**Exercise material**:
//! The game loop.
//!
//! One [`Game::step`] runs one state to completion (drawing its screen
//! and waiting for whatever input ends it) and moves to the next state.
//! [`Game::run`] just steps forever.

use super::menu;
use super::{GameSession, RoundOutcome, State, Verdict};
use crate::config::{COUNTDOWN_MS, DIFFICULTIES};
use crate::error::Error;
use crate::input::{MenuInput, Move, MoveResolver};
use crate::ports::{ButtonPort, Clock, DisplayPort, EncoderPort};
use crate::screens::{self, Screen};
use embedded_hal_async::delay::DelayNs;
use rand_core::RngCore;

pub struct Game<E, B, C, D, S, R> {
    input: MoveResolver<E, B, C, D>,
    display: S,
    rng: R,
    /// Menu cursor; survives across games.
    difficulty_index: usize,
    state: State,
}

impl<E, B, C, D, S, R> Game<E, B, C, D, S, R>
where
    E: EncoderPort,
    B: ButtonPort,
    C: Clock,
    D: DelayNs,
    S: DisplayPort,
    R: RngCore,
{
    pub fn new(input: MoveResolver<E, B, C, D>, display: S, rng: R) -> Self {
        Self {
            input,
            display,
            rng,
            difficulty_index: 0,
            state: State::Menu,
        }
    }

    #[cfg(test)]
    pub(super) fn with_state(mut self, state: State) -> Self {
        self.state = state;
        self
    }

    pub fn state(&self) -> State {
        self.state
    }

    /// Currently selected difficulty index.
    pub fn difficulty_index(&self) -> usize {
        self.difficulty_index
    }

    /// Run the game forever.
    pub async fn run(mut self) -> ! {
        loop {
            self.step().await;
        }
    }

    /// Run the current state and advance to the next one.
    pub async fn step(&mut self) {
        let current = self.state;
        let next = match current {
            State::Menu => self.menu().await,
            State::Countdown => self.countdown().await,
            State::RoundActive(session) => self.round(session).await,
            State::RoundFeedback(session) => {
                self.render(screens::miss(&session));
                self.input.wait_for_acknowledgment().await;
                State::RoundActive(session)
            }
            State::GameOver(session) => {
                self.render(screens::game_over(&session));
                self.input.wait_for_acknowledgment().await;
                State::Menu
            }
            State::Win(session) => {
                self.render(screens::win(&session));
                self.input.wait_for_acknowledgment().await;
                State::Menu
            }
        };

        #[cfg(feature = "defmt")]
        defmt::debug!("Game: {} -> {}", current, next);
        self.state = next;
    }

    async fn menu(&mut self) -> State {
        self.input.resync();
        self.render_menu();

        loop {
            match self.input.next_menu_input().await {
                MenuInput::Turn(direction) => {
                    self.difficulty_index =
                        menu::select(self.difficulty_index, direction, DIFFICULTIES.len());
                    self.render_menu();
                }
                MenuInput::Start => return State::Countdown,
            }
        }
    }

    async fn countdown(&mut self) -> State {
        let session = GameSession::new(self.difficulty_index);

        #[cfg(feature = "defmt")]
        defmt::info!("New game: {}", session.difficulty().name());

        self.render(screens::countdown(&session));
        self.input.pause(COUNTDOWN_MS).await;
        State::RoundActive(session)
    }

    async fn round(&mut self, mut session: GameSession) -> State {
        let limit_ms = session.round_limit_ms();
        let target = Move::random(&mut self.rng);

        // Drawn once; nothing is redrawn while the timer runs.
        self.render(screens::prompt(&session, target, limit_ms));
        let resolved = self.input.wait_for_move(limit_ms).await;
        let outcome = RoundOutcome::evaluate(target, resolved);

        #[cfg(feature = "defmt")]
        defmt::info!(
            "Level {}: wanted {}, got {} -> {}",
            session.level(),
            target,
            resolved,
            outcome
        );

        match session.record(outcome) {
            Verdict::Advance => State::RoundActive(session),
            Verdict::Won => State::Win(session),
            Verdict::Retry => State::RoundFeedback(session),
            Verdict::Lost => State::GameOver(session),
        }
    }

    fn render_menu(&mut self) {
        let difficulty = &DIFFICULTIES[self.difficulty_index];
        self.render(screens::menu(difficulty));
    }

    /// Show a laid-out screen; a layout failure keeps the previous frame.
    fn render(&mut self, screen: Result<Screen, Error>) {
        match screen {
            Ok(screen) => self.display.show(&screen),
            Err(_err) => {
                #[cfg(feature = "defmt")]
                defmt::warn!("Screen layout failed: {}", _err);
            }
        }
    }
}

* * *

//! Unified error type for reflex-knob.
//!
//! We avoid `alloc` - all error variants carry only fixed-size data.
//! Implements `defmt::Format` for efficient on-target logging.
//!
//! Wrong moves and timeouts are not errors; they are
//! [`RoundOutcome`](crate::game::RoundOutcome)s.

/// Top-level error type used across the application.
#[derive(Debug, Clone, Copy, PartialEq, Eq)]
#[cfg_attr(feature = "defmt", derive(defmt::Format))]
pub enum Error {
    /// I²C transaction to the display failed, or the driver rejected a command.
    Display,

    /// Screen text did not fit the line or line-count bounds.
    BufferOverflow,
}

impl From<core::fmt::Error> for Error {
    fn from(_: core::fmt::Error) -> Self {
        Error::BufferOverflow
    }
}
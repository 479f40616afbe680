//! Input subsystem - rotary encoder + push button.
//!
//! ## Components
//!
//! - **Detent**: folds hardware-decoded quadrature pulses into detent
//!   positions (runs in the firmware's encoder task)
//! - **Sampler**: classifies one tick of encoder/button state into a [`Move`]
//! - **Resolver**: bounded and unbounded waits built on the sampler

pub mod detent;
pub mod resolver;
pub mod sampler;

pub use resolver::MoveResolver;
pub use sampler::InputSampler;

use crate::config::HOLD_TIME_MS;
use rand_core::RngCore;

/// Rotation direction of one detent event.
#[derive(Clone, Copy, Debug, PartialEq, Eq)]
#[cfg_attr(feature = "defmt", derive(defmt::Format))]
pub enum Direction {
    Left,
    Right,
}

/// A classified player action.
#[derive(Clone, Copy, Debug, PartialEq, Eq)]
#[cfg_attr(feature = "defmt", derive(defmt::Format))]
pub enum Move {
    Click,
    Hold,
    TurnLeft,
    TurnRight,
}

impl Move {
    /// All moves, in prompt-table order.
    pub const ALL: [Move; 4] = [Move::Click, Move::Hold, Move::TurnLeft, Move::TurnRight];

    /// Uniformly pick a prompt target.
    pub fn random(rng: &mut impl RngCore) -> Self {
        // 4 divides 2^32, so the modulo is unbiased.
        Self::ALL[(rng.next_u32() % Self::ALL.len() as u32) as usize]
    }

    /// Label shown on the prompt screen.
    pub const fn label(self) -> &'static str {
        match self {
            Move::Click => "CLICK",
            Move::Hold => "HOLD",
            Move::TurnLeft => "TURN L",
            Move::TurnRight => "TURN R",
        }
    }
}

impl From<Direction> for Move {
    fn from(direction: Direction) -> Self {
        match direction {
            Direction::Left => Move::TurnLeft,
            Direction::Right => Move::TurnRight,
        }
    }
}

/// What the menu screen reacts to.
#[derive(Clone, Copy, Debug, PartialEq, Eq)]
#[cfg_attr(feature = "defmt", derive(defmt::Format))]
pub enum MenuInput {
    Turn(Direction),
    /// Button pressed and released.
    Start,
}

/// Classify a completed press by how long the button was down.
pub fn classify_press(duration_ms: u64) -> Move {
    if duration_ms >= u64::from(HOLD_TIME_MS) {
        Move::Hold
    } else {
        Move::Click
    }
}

--

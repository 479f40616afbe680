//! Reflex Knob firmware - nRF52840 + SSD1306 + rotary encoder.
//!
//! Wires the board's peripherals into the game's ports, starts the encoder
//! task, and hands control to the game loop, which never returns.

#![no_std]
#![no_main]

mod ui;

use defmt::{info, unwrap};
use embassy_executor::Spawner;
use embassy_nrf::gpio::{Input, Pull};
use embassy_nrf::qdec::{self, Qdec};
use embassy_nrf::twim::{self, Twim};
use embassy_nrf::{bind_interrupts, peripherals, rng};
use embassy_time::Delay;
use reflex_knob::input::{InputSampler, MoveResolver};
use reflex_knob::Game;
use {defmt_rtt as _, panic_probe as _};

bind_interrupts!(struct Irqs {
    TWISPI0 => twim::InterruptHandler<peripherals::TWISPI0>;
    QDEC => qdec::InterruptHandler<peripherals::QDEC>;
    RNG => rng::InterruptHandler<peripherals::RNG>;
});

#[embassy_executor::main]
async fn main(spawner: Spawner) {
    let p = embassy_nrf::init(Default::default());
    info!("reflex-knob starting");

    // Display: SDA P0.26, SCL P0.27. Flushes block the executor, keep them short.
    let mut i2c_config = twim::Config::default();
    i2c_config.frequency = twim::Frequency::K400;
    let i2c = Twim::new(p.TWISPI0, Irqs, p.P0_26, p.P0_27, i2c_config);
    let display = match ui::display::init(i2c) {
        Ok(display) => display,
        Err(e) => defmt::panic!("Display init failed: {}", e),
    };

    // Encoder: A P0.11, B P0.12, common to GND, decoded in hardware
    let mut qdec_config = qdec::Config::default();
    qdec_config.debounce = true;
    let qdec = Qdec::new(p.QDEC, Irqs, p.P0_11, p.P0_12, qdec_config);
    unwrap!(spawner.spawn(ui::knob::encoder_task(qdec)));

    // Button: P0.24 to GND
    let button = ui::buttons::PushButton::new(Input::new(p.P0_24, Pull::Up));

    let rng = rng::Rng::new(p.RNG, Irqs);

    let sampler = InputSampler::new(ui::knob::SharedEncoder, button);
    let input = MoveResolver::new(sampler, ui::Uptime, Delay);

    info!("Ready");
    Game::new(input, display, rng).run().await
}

**Requirement**:
Using the listing above, show every line that includes the string "DisplayPort".

**Answer box**:
use crate::ports::{ButtonPort, Clock, DisplayPort, EncoderPort};
    S: DisplayPort,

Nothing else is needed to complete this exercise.